#### ASSIGNMENT
From the entries below, gather each line containing the word "leave".

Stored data
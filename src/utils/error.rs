use thiserror::Error;

/// Why the connection gate refused a handshake.
#[derive(Debug, Error, PartialEq, Eq)]
pub enum AuthError {
    #[error("authentication required")]
    MissingCredential,
    #[error("invalid credential")]
    InvalidCredential,
}

/// Client-side connection failures surfaced to the caller. Transport-level
/// failures are not here: they feed the reconnection state machine instead
/// of the caller.
#[derive(Debug, Error, PartialEq, Eq)]
pub enum ClientError {
    #[error("no stored credential, cannot connect")]
    MissingCredential,
}
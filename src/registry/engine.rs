//! Broadcast registry
//!
//! In-memory mapping from topic name to the set of connections joined to it,
//! responsible for:
//! - registering connections admitted by the gate
//! - idempotent join/leave of named topics
//! - fanning published envelopes out to current members
//! - dropping every membership of a connection when its transport closes
//!
//! Concurrency and usage notes:
//! - The public API here is synchronous and designed to be held behind a
//!   lock (`Arc<Mutex<Registry>>`) by the transport layer and the emitter.
//!   Callers should avoid holding the registry lock across network I/O.
//! - Envelopes published by one `publish` call reach all current members in
//!   order; no ordering is guaranteed across separate publish calls racing
//!   from different request handlers.

use std::collections::HashMap;

use tracing::{debug, warn};
use tungstenite::protocol::Message as WsMessage;

use crate::registry::connection::{Connection, ConnectionId};
use crate::registry::topic::Topic;
use crate::transport::message::ServerEvent;

#[derive(Debug, Default)]
pub struct Registry {
    pub topics: HashMap<String, Topic>,
    pub connections: HashMap<ConnectionId, Connection>,
}

impl Registry {
    pub fn new() -> Self {
        Self::default()
    }

    pub fn register(&mut self, connection: Connection) {
        self.connections.insert(connection.id.clone(), connection);
    }

    /// Add a connection to a topic. A no-op if already a member or if the
    /// connection is unknown.
    pub fn join(&mut self, connection_id: &ConnectionId, topic_name: &str) {
        let Some(connection) = self.connections.get_mut(connection_id) else {
            warn!(%connection_id, topic = topic_name, "join from unknown connection");
            return;
        };
        connection.topics.insert(topic_name.to_string());

        self.topics
            .entry(topic_name.to_string())
            .or_insert_with(|| Topic::new(topic_name))
            .add(connection_id.clone());
    }

    /// Remove a connection from a topic. A no-op if not a member. An empty
    /// topic is dropped from the map entirely; it has no existence beyond
    /// its membership.
    pub fn leave(&mut self, connection_id: &ConnectionId, topic_name: &str) {
        if let Some(connection) = self.connections.get_mut(connection_id) {
            connection.topics.remove(topic_name);
        }
        if let Some(topic) = self.topics.get_mut(topic_name) {
            if topic.remove(connection_id) {
                self.topics.remove(topic_name);
            }
        }
    }

    /// Deliver an envelope to every current member of a topic. Publishing to
    /// a topic with no members is a silent no-op. Returns the number of
    /// copies handed to the transport.
    pub fn publish(&self, topic_name: &str, event: &ServerEvent) -> usize {
        self.fan_out(topic_name, event, None)
    }

    /// Like `publish`, but skips one connection. Used for typing relays,
    /// where the sender must not receive its own signal back.
    pub fn publish_except(
        &self,
        topic_name: &str,
        event: &ServerEvent,
        except: &ConnectionId,
    ) -> usize {
        self.fan_out(topic_name, event, Some(except))
    }

    fn fan_out(&self, topic_name: &str, event: &ServerEvent, except: Option<&ConnectionId>) -> usize {
        let Some(topic) = self.topics.get(topic_name) else {
            return 0;
        };

        let text = match serde_json::to_string(event) {
            Ok(json) => json,
            Err(e) => {
                warn!(topic = topic_name, "failed to serialize envelope: {e}");
                return 0;
            }
        };
        let ws_msg = WsMessage::text(text);

        let mut delivered = 0;
        for member_id in &topic.members {
            if except.is_some_and(|id| id == member_id) {
                continue;
            }
            if let Some(connection) = self.connections.get(member_id) {
                if let Err(e) = connection.sender.send(ws_msg.clone()) {
                    warn!(connection = %member_id, "failed to send envelope: {e}");
                } else {
                    delivered += 1;
                }
            } else {
                warn!(connection = %member_id, topic = topic_name, "member without connection");
            }
        }
        delivered
    }

    /// Remove a connection from every topic it belonged to and forget it.
    /// Invoked exactly once by the transport's cleanup guard when the
    /// connection closes.
    pub fn drop_connection(&mut self, connection_id: &ConnectionId) {
        let Some(connection) = self.connections.remove(connection_id) else {
            return;
        };
        for topic_name in &connection.topics {
            if let Some(topic) = self.topics.get_mut(topic_name) {
                if topic.remove(connection_id) {
                    self.topics.remove(topic_name);
                }
            }
        }
        debug!(connection = %connection_id, subject = %connection.subject, "connection dropped");
    }
}
//! Shared utilities: error types and logging initialization.

pub mod error;
pub mod logging;
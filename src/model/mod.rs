//! Domain payloads carried inside event envelopes.
//!
//! These are the protocol-level shapes of comments, reaction counters and
//! notifications. Persistence of these entities belongs to the CRUD layer;
//! this crate only moves them around.

use serde::{Deserialize, Serialize};
use serde_json::Value;

/// A comment or reply as published over the wire. `parent_id` is `None` for
/// top-level comments and set for replies.
#[derive(Debug, Clone, PartialEq, Serialize, Deserialize)]
pub struct Comment {
    pub id: String,
    pub author_id: String,
    pub author_name: String,
    pub body: String,
    #[serde(default, skip_serializing_if = "Option::is_none")]
    pub parent_id: Option<String>,
    pub created_at_ms: i64,
    pub counters: ReactionCounters,
}

impl Comment {
    pub fn is_reply(&self) -> bool {
        self.parent_id.is_some()
    }
}

/// Aggregate like/dislike totals for one entity.
#[derive(Debug, Clone, Copy, Default, PartialEq, Eq, Serialize, Deserialize)]
pub struct ReactionCounters {
    pub likes: u32,
    pub dislikes: u32,
}

/// The acting subject's own reaction on an entity, when known.
#[derive(Debug, Clone, Copy, PartialEq, Eq, Serialize, Deserialize)]
#[serde(rename_all = "lowercase")]
pub enum OwnReaction {
    Liked,
    Disliked,
}

/// What kind of reaction mutation produced a `reaction_changed` event.
#[derive(Debug, Clone, Copy, PartialEq, Eq, Serialize, Deserialize)]
#[serde(rename_all = "lowercase")]
pub enum ReactionAction {
    Added,
    Removed,
    Switched,
}

/// Private notification delivered on a subject topic only.
#[derive(Debug, Clone, PartialEq, Serialize, Deserialize)]
pub struct Notification {
    pub kind: NotificationKind,
    pub message: String,
    pub data: Value,
}

#[derive(Debug, Clone, Copy, PartialEq, Eq, Serialize, Deserialize)]
#[serde(rename_all = "lowercase")]
pub enum NotificationKind {
    Reply,
    Reaction,
}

#### SOLUTION
//! - idempotent join/leave of named topics
    pub fn leave(&mut self, connection_id: &ConnectionId, topic_name: &str) {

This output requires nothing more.